Work instructions:
Set down exactly the entries below, beginning at their first line and ending at the line with "init, migrations, lifecycle".

Saved entries:
= Beginning of Section =
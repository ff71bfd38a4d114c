//! Reusable swap service runtime.
//!
//! Provides [`ServerHandle`] that encapsulates the full server lifecycle:
//! database init, migrations, lifecycle services, outbound event delivery,
//! reconciliation tasks, REST API, metrics, and graceful shutdown.

use std::sync::{Arc, OnceLock};
use std::time::Instant;

use metrics_exporter_prometheus::{PrometheusBuilder, PrometheusHandle};
use sea_orm::DatabaseConnection;
use sea_orm_migration::MigratorTrait;
use tracing::{error, info, warn};

use crate::application::services::start_reconciliation_tasks;
use crate::application::{
    create_event_bus, BookingService, EventSink, OutboundDispatcher, ReconciliationJobs,
    SharedEventBus, SubscriptionService, SwapTransactionService,
};
use crate::config::AppConfig;
use crate::domain::RepositoryProvider;
use crate::infrastructure::crypto::ApiKeySet;
use crate::infrastructure::database::migrator::Migrator;
use crate::infrastructure::{init_database, DatabaseConfig, SeaOrmRepositoryProvider};
use crate::interfaces::http::middleware::OperatorAuth;
use crate::interfaces::http::{create_api_router, ApiState};
use crate::shared::errors::AppError;
use crate::shared::shutdown::{ShutdownCoordinator, ShutdownSignal};

// ── Options ────────────────────────────────────────────────────────

/// Options for starting the swap service.
pub struct ServerOptions {
    /// Application configuration.
    pub config: AppConfig,
    /// Run database migrations on startup (default: true).
    pub auto_migrate: bool,
}

impl Default for ServerOptions {
    fn default() -> Self {
        Self {
            config: AppConfig::default(),
            auto_migrate: true,
        }
    }
}

// ── ServerHandle ───────────────────────────────────────────────────

/// Handle to a running swap service.
///
/// # Examples
///
/// ```rust,no_run
/// use swap_service::server::{ServerHandle, ServerOptions};
///
/// #[tokio::main]
/// async fn main() -> Result<(), Box<dyn std::error::Error>> {
///     let handle = ServerHandle::start(ServerOptions::default()).await?;
///     // ... wait for shutdown signal ...
///     handle.shutdown().await;
///     Ok(())
/// }
/// ```
pub struct ServerHandle {
    /// Shared event bus feeding `/api/v1/events/ws`.
    pub event_bus: SharedEventBus,
    /// Repository provider for data access.
    pub repos: Arc<dyn RepositoryProvider>,
    /// The configuration the server was started with.
    pub config: AppConfig,
    /// API port the server is listening on.
    pub api_port: u16,

    db: DatabaseConnection,
    shutdown: ShutdownCoordinator,
    api_task: tokio::task::JoinHandle<()>,
    outbound_task: tokio::task::JoinHandle<()>,
}

impl ServerHandle {
    /// Start the swap service with the given options.
    ///
    /// This will:
    /// 1. Install Prometheus metrics recorder
    /// 2. Connect to database and run migrations
    /// 3. Start the outbound dispatcher and reconciliation tasks
    /// 4. Start REST API server (with Swagger UI)
    pub async fn start(opts: ServerOptions) -> Result<Self, AppError> {
        let app_cfg = opts.config;

        info!("Starting battery swap service...");

        let prometheus_handle = prometheus_handle();

        // ── Database ───────────────────────────────────────────
        let db_config = DatabaseConfig::from(&app_cfg.database);
        ensure_sqlite_dir(&db_config.url);
        info!("Database: {}", db_config.url);

        let db = init_database(&db_config).await?;

        if opts.auto_migrate {
            info!("Running database migrations...");
            Migrator::up(&db, None).await?;
            info!("Migrations completed");
        }

        // ── Repositories & Services ────────────────────────────
        let repos: Arc<dyn RepositoryProvider> =
            Arc::new(SeaOrmRepositoryProvider::new(db.clone()));
        let subscriptions = Arc::new(SubscriptionService::new(repos.clone()));
        let bookings = Arc::new(BookingService::new(repos.clone(), subscriptions.clone()));
        let transactions = Arc::new(SwapTransactionService::new(
            repos.clone(),
            subscriptions.clone(),
        ));
        let reconciliation = Arc::new(ReconciliationJobs::new(
            repos.clone(),
            bookings.clone(),
            transactions.clone(),
            subscriptions.clone(),
            app_cfg.reconciliation.clone(),
        ));

        // ── Shutdown coordinator ───────────────────────────────
        let shutdown = ShutdownCoordinator::new(app_cfg.server.shutdown_timeout);
        let shutdown_signal = shutdown.signal();

        // ── Event Bus & outbound delivery ──────────────────────
        let event_bus = create_event_bus();
        info!("🔔 Event bus initialized for real-time notifications");

        let sinks = vec![event_bus.clone() as Arc<dyn EventSink>];
        let (outbound, outbound_task) = OutboundDispatcher::start(
            sinks,
            app_cfg.outbound.retry_config(),
            shutdown_signal.clone(),
        );

        // ── Background tasks ───────────────────────────────────
        start_reconciliation_tasks(reconciliation.clone(), outbound.clone(), shutdown_signal.clone());

        // ── REST API server ────────────────────────────────────
        let operator_auth = OperatorAuth::new(ApiKeySet::new(&app_cfg.security.api_key_hashes));
        let state = ApiState {
            bookings,
            transactions,
            subscriptions,
            reconciliation,
            outbound,
            event_bus: event_bus.clone(),
            operator_auth,
            db: Some(db.clone()),
            started_at: Arc::new(Instant::now()),
        };
        let api_router = create_api_router(state, Some(prometheus_handle));

        let api_port = app_cfg.server.api_port;
        let api_addr = format!("{}:{}", app_cfg.server.api_host, api_port);
        let listener = tokio::net::TcpListener::bind(&api_addr).await?;
        info!("REST API server listening on http://{}", api_addr);
        info!("Swagger UI available at http://{}/docs/", api_addr);

        let api_shutdown = shutdown_signal.clone();
        let api_server = axum::serve(
            listener,
            api_router.into_make_service_with_connect_info::<std::net::SocketAddr>(),
        )
        .with_graceful_shutdown(async move {
            api_shutdown.wait().await;
            info!("🛑 REST API server received shutdown signal");
        });

        info!("🚀 Swap service started.");

        let api_task = tokio::spawn(async move {
            if let Err(e) = api_server.await {
                error!("REST API server error: {}", e);
            }
        });

        Ok(Self {
            event_bus,
            repos,
            config: app_cfg,
            api_port,
            db,
            shutdown,
            api_task,
            outbound_task,
        })
    }

    /// Get a cloneable shutdown signal.
    pub fn shutdown_signal(&self) -> ShutdownSignal {
        self.shutdown.signal()
    }

    /// Install OS signal listeners (SIGTERM, SIGINT) that trigger shutdown.
    pub fn install_signal_handler(&self) {
        self.shutdown.start_signal_listener();
    }

    /// Trigger graceful shutdown (non-blocking).
    pub fn trigger_shutdown(&self) {
        self.shutdown.signal().trigger();
    }

    /// Wait for the server to fully stop after shutdown has been triggered.
    ///
    /// The API stops accepting requests first; queued events are then
    /// flushed, bounded by the configured shutdown timeout.
    pub async fn wait(self) {
        let Self {
            db,
            shutdown,
            api_task,
            outbound_task,
            ..
        } = self;

        let finished = shutdown
            .shutdown_with_cleanup(|| async move {
                info!("⏳ Waiting for server tasks to complete...");
                match api_task.await {
                    Ok(()) => info!("REST API server stopped"),
                    Err(e) => error!("REST API server task panicked: {}", e),
                }
                if let Err(e) = outbound_task.await {
                    error!("Outbound dispatcher task panicked: {}", e);
                }
            })
            .await;
        if !finished {
            warn!("Some events may not have been delivered before shutdown");
        }

        if let Err(e) = db.close().await {
            warn!("Error closing database connection: {}", e);
        } else {
            info!("✅ Database connection closed");
        }

        info!("👋 Swap service shutdown complete");
    }

    /// Trigger shutdown and wait for completion.
    pub async fn shutdown(self) {
        info!("🛑 Shutting down swap service...");
        self.trigger_shutdown();
        self.wait().await;
    }

    /// Check if the server is still running.
    pub fn is_running(&self) -> bool {
        !self.api_task.is_finished()
    }
}

// ── Helpers ────────────────────────────────────────────────────────

/// The global metrics recorder can only be installed once per process;
/// a restart within the same process reuses it.
fn prometheus_handle() -> PrometheusHandle {
    static PROM_HANDLE: OnceLock<PrometheusHandle> = OnceLock::new();

    PROM_HANDLE
        .get_or_init(|| {
            let builder = PrometheusBuilder::new();
            match builder.install_recorder() {
                Ok(handle) => {
                    info!("📊 Prometheus metrics recorder installed");
                    handle
                }
                Err(e) => {
                    // Another recorder owns the global slot; /metrics stays empty.
                    warn!("Prometheus recorder not installed: {}", e);
                    PrometheusBuilder::new().build_recorder().handle()
                }
            }
        })
        .clone()
}

/// SQLite opens with `mode=rwc` but will not create missing directories.
fn ensure_sqlite_dir(url: &str) {
    let Some(rest) = url.strip_prefix("sqlite://") else {
        return;
    };
    let path = rest.split('?').next().unwrap_or(rest);
    if let Some(parent) = std::path::Path::new(path).parent() {
        if !parent.as_os_str().is_empty() {
            if let Err(e) = std::fs::create_dir_all(parent) {
                warn!("Could not create database directory {}: {}", parent.display(), e);
            }
        }
    }
}

/// Initialize tracing (logging) from the application config.
///
/// Call this once at process startup (before [`ServerHandle::start`]).
pub fn init_tracing(config: &AppConfig) {
    use tracing_subscriber::layer::SubscriberExt;
    use tracing_subscriber::util::SubscriberInitExt;

    let env_filter = tracing_subscriber::EnvFilter::try_from_default_env()
        .unwrap_or_else(|_| tracing_subscriber::EnvFilter::new(&config.logging.level));

    match config.logging.format.to_lowercase().as_str() {
        "json" => {
            tracing_subscriber::registry()
                .with(env_filter)
                .with(tracing_subscriber::fmt::layer().json())
                .init();
        }
        _ => {
            tracing_subscriber::registry()
                .with(env_filter)
                .with(tracing_subscriber::fmt::layer())
                .init();
        }
    }
}

#[cfg(test)]
mod tests {
    use super::*;

    #[test]
    fn sqlite_dir_is_created_for_file_urls() {
        let dir = std::env::temp_dir().join(format!("swap-db-{}", uuid::Uuid::new_v4()));
        let url = format!("sqlite://{}/nested/swap.db?mode=rwc", dir.display());
        ensure_sqlite_dir(&url);
        assert!(dir.join("nested").is_dir());
        let _ = std::fs::remove_dir_all(dir);
    }

    #[test]
    fn non_file_urls_are_ignored() {
        ensure_sqlite_dir("sqlite::memory:");
        ensure_sqlite_dir("postgres://localhost/swap");
    }
}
= End of Section =
Your response:
repository ff71bfd38a4d114c
//! Reusable swap service runtime.
//!
//! Provides [`ServerHandle`] that encapsulates the full server lifecycle:
//! database init, migrations, lifecycle services, outbound event delivery,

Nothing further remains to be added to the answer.